Shout-out to the pit crew! emilytheslayer
has been cooking & providing for us all day. Adam is also rocking our world. Tory was here earlier, and mgrasso
is swinging by a little later. Hopefully with pie. feste_sylvain
is taking the sheer madness of the 4am-9am shift.
Dinner will be chili, beer bread, and mashed potatoes. (Lunch was a delicious red lentil soup.)
Kat: "Put your skirt down."
Me: "I *like* my skirt up."
I have just filmed an impromptu plastic-knife fencing duel.
Comments! Blogathonners live on comments!
Question answered!What are some statistics on male rape/sexual assault?
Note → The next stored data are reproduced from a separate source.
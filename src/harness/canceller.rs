use futures_util::future::{FutureExt, LocalBoxFuture, Shared};
use std::{
    fmt,
    future::Future,
    pin::Pin,
    task::{Context, Poll},
    time::Duration,
};
use tokio::time::{sleep_until, Instant};

/// Cancellation signal for an observation. Resolves to `false`, the verdict of
/// an observation that gave up.
///
/// Clones share the same underlying signal, so one canceller can bound several
/// observations.
#[derive(Clone)]
pub struct Canceller(Shared<LocalBoxFuture<'static, bool>>);

impl Canceller {
    pub fn from_future(signal: impl Future<Output = ()> + 'static) -> Self {
        Self(
            async move {
                signal.await;
                false
            }
            .boxed_local()
            .shared(),
        )
    }
}

impl Future for Canceller {
    type Output = bool;

    fn poll(mut self: Pin<&mut Self>, cx: &mut Context<'_>) -> Poll<bool> {
        self.0.poll_unpin(cx)
    }
}

impl fmt::Debug for Canceller {
    fn fmt(&self, f: &mut fmt::Formatter<'_>) -> fmt::Result {
        f.write_str("Canceller(..)")
    }
}

/// Returns a canceller that fires `timeout_ms` milliseconds after this call.
pub fn timeout_canceller(timeout_ms: u64) -> Canceller {
    let deadline = Instant::now() + Duration::from_millis(timeout_ms);
    Canceller::from_future(async move { sleep_until(deadline).await })
}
I'm assuming that you mean male survivors rather than male perpetrators, as the stats are less available for male survivors - yes? Correct me if I'm wrong!
This I can tell you:
* About 3% of American men — or 1 in 33 — have experienced an attempted or completed rape in their lifetime.
* In 2003, 1 in every ten rape victims were male.
* 2.78 million men in the U.S. have been victims of sexual assault or rape.
So you see why it pisses me off when people try to call rape solely a women's issue, or handwave away the experiences of male survivors. They're out there. I know several personally. And the stigma here can make it harder for them to recover than for women - and it's pretty damn hard for women. Yes, it's mostly women, just like it's mostly not strangers. But sometimes it's strangers. And sometimes it's men.